**RECORDS TO PROCESS:**
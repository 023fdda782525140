//! Error types for the level-statistics transforms.

use thiserror::Error;

/// Errors that can occur when validating inputs to the statistics and
/// noise-correction transforms.
///
/// Validation happens once at the start of each call; no partial result is
/// ever produced alongside an error. Domain degeneracies (a corrected level
/// of `-inf`, a noise error of `+inf`, NaN propagation from NaN input) are
/// values, not errors, and never appear here.
#[derive(Debug, Error, Clone, PartialEq, Eq)]
pub enum StatsError {
    /// Observation set with zero rows or zero columns
    #[error("level observation set is empty")]
    EmptyInput,

    /// Rows of a level matrix have differing observation counts
    #[error("row {row} has {got} observations, expected {expected}")]
    RaggedRows {
        /// Index of the offending row.
        row: usize,
        /// Observation count of row 0.
        expected: usize,
        /// Observation count actually found.
        got: usize,
    },

    /// Fewer observations per row than the estimator needs
    #[error("need at least 2 observations per row for a sample standard deviation, got {got}")]
    TooFewObservations {
        /// Observations per row in the rejected input.
        got: usize,
    },

    /// Estimation-method token not one of `level`, `energy1`, `energy2`
    #[error("unknown estimation method '{0}' (expected 'level', 'energy1' or 'energy2')")]
    UnknownMethod(String),

    /// Ratio-kind token not one of `snr`, `snnr`
    #[error("unknown ratio kind '{0}' (expected 'snr' or 'snnr')")]
    UnknownRatioKind(String),

    /// Paired inputs whose lengths neither match nor broadcast
    #[error("shape mismatch: left input has {left} entries, right has {right}")]
    ShapeMismatch {
        /// Length of the left-hand input.
        left: usize,
        /// Length of the right-hand input.
        right: usize,
    },
}

#[cfg(test)]
mod tests {
    use super::*;

    #[test]
    fn ragged_rows_display() {
        let err = StatsError::RaggedRows {
            row: 3,
            expected: 5,
            got: 4,
        };
        assert_eq!(err.to_string(), "row 3 has 4 observations, expected 5");
    }

    #[test]
    fn unknown_method_display() {
        let err = StatsError::UnknownMethod("bogus".to_string());
        let msg = err.to_string();
        assert!(msg.contains("bogus"), "got: {msg}");
        assert!(msg.contains("energy2"), "got: {msg}");
    }

    #[test]
    fn shape_mismatch_display() {
        let err = StatsError::ShapeMismatch { left: 8, right: 3 };
        assert_eq!(
            err.to_string(),
            "shape mismatch: left input has 8 entries, right has 3"
        );
    }

    #[test]
    fn too_few_observations_display() {
        let err = StatsError::TooFewObservations { got: 1 };
        assert!(err.to_string().contains("got 1"));
    }
}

**WHAT NEEDS TO BE DONE:** From the entries, copy every line in which the string "hand" can be found.

**RESPONSE TO THE TASK:**
        /// Length of the left-hand input.
        /// Length of the right-hand input.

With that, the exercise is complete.